Perché non c’è niente di più bello del modo in cui tutte le volte il mare cerca di baciare la spiaggia, non importa quante volte viene mandato via.
Sarah Kay
Previously on “Il ragazzo del treno”
Il lunedì, normalmente, è per tutti una giornata orrenda, o comunque non così bella, per un motivo o per un altro. Ma quel lunedì faceva eccezione e somigliava più ad un prefestivo. Vederlo laggiù, fu decisamente inaspettato. Un’occasione da non perdere e a quel punto la timidezza, o almeno parte di essa, poteva benissimo andare a farsi un giro. Feci qualche passo (incerto) avanti nella sua direzione, finchè non trovai un punto comodo dove sedermi ad osservarlo mentre si allenava.
Volevo parlargli? Si, certamente. Ma certo non vado da un perfetto sconosciuto a dirgli ” Ciao ci siamo visti su un treno un paio di giorni fa, piacere io sono Alex.” . Sarei passata per scema. O meglio, mi sarei sentita scema.
Lui sembrò non essersi minimamente accorto della mia presenza, qualche metro più in là, presissimo com’era dall’esercizio. E ad essere sincera, era abbastanza bello da vedere. Mi piaceva il suo modo di muoversi. Mi sentivo come un personaggio dei cartoni animati, con gli occhi a cuore. Anche se non capivo se era per via di lui o del karate.

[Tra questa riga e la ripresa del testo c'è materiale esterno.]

pub(crate) fn truthy(value: &Value) -> bool {
    match value {
        Value::Null => false,
        Value::Bool(b) => *b,
        Value::Number(n) => n.as_f64().map(|f| f != 0.0).unwrap_or(false),
        Value::String(s) => !s.is_empty() && s != "0",
        Value::Array(items) => !items.is_empty(),
        Value::Object(map) => !map.is_empty(),
    }
}

pub(crate) fn to_display(value: &Value) -> String {
    match value {
        Value::Null => String::new(),
        Value::Bool(true) => "1".to_string(),
        Value::Bool(false) => String::new(),
        Value::Number(n) => match (n.as_i64(), n.as_u64(), n.as_f64()) {
            (Some(i), _, _) => i.to_string(),
            (_, Some(u), _) => u.to_string(),
            (_, _, Some(f)) if f.fract() == 0.0 && f.abs() < 1e15 => format!("{}", f as i64),
            _ => n.to_string(),
        },
        Value::String(s) => s.clone(),
        Value::Array(_) | Value::Object(_) => "Array".to_string(),
    }
}

pub(super) fn to_number(value: &Value) -> Result<f64, TemplateError> {
    match value {
        Value::Null => Ok(0.0),
        Value::Bool(b) => Ok(if *b { 1.0 } else { 0.0 }),
        Value::Number(n) => n.as_f64().ok_or_else(|| eval_error("number out of range")),
        Value::String(s) if s.trim().is_empty() => Ok(0.0),
        Value::String(s) => s
            .trim()
            .parse::<f64>()
            .map_err(|_| eval_error(format!("{:?} is not numeric", s))),
        other => Err(eval_error(format!("{} is not numeric", other))),
    }
}

/// Integral results stay integers.
pub(super) fn number(value: f64) -> Value {
    if value.is_finite() && value.fract() == 0.0 && value.abs() < 9.0e15 {
        Value::from(value as i64)
    } else {
        serde_json::Number::from_f64(value)
            .map(Value::Number)
            .unwrap_or(Value::Null)
    }
}

fn loose_eq(a: &Value, b: &Value) -> bool {
    match (a, b) {
        (Value::Null, Value::Null) => true,
        (Value::Null, other) | (other, Value::Null) => !truthy(other),
        (Value::Bool(x), other) | (other, Value::Bool(x)) => *x == truthy(other),
        (Value::Number(x), Value::Number(y)) => x.as_f64() == y.as_f64(),
        (Value::Number(n), Value::String(s)) | (Value::String(s), Value::Number(n)) => {
            s.trim().parse::<f64>().ok() == n.as_f64()
        }
        (Value::Array(x), Value::Array(y)) => {
            x.len() == y.len() && x.iter().zip(y).all(|(a, b)| loose_eq(a, b))
        }
        _ => a == b,
    }
}

pub(super) fn compare(a: &Value, b: &Value) -> Result<Ordering, TemplateError> {
    if let (Value::String(x), Value::String(y)) = (a, b) {
        if let (Ok(x), Ok(y)) = (x.parse::<f64>(), y.parse::<f64>()) {
            return x.partial_cmp(&y).ok_or_else(|| eval_error("incomparable numbers"));
        }
        return Ok(x.cmp(y));
    }
    let (x, y) = (to_number(a)?, to_number(b)?);
    x.partial_cmp(&y).ok_or_else(|| eval_error("incomparable numbers"))
}

fn contains(haystack: &Value, needle: &Value) -> bool {
    match haystack {
        Value::Array(items) => items.iter().any(|item| loose_eq(item, needle)),
        Value::Object(map) => map.values().any(|item| loose_eq(item, needle)),
        Value::String(text) => match needle {
            Value::Array(_) | Value::Object(_) => false,
            other => text.contains(to_display(other).as_str()),
        },
        _ => false,
    }
}

fn single_char(value: &Value) -> Option<char> {
    let text = value.as_str()?;
    let mut chars = text.chars();
    let first = chars.next()?;
    chars.next().is_none().then_some(first)
}

/// Inclusive sequence from `start` to `end`, counting down when `end` is lower.
pub(super) fn range_values(start: &Value, end: &Value, step: f64) -> Result<Value, TemplateError> {
    let step = step.abs();
    if step == 0.0 {
        return Err(eval_error("range step cannot be zero"));
    }

    if let (Some(a), Some(b)) = (single_char(start), single_char(end)) {
        let (a, b) = (a as u32, b as u32);
        let step = step as u32;
        let codes: Vec<u32> = if a <= b {
            (a..=b).step_by(step.max(1) as usize).collect()
        } else {
            (b..=a).rev().step_by(step.max(1) as usize).collect()
        };
        if codes.len() > MAX_RANGE_LEN {
            return Err(eval_error("range too large"));
        }
        return Ok(Value::Array(
            codes
                .into_iter()
                .filter_map(char::from_u32)
                .map(|c| Value::String(c.to_string()))
                .collect(),
        ));
    }

    let (a, b) = (to_number(start)?, to_number(end)?);
    let count = ((b - a).abs() / step).floor();
    if !count.is_finite() || count >= MAX_RANGE_LEN as f64 {
        return Err(eval_error("range too large"));
    }
    let direction = if b >= a { 1.0 } else { -1.0 };
    Ok(Value::Array(
        (0..=count as usize)
            .map(|i| number(a + direction * step * i as f64))
            .collect(),
    ))
}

Per un tempo che sembrò lunghissimo, rimasi in silenzio a guardarlo. Finchè, all’ennesima ripetizione del kata, mi accorsi di un errore che stava commettendo. Eccola, l’occasione per aprire bocca (e per farmi cadere la faccia a terra) e rompere il ghiaccio. Il cuore martellava nel petto (no, non come quando si è innamorati, ma come quando te la stai per fare sotto), le gambe parevano inchiodate al suolo, ma alla fine esclamai:
<Devi chiudere meglio l’anca.> Sentivo la mia voce disperdersi sulla spiaggia vuota, mentre vedevo lui fermarsi e guardarsi intorno, cercando la fonte sonora di quella frase. Non necessitava essere a pochi passi da lui, per leggere l’espressione sorpresa, e smarrita allo stesso tempo, che aveva quando finalmente si accorse di me.
Mi feci coraggio, mi alzai e andai da lui. Più mi avvicinavo, più leggevo le domande sul suo volto.Chi diamine ero? Da dove sbucavo? Che cavolo ci facevo lì?
<Ci conosciamo?> mi chiese.
Eeehm, in linea del tutto teorica ed ipotetica si. In pratica no. Non credo che un incontro fugace possa essere considerato “conoscersi”.
<No> risposi <Piacere, io sono Alex>
<Sicuro che non ci conosciamo? Il tuo viso non mi è nuovo.>
Benedetta la mia pelle già abbronzata. Sì, avevo già preso molto sole prima di arrivare a Pesaro. Dove? A casa mia, nella regione dove spesso l’estate inizia a Maggio: in Sicilia. Dicevo, fortunatamente il colorito della mia pelle mi rese un favore. Potevo sentire il rosso imbarazzo tingere, più o meno, le mie guance mentre il cuore saltava un battito. Se da un lato avrei voluto iniziare a saltare felice come una bimba, dall’altro mi imposi in fretta un’espressione di contegno.
<Guarda, probabilmente ti confondi con un’altra persona>, cercai di rimanere impassibile.
<Mmm, può darsi. Beh, non importa.> mi disse sorridendo. <Scusami, sono stato maleducato. Mi stavi dicendo il tuo nome.>
<Alex>
<Piacere, io sono Thomas>
Il sole era definitivamente sorto all’orizzonte e la sua luce dorata donava una nuova atmosfera a quel momento. Mi girai verso il mare e in quel momento sentii un piccolo formicolio di contentezza. La giornata sembrava promettere bene.
<È ora di colazione, vieni con me?>
Con questa domanda, quel lunedì entrò di diritto nella mia personale top ten dei lunedì.